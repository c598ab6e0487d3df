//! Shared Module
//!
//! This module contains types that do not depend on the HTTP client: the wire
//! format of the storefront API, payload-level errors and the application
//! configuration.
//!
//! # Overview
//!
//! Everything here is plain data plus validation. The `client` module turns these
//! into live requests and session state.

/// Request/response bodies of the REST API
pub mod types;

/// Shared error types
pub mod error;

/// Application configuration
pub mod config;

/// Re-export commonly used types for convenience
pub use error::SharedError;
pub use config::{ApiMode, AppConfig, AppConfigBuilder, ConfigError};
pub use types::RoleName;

+ + + + + + +

What the task asks » Above are the records; copy exactly the lines from the one with "module turns these" through the final line.

Response for this exercise »
//! Everything here is plain data plus validation. The `client` module turns these
//! into live requests and session state.

/// Request/response bodies of the REST API
pub mod types;

/// Shared error types
pub mod error;

/// Application configuration
pub mod config;

/// Re-export commonly used types for convenience
pub use error::SharedError;
pub use config::{ApiMode, AppConfig, AppConfigBuilder, ConfigError};
pub use types::RoleName;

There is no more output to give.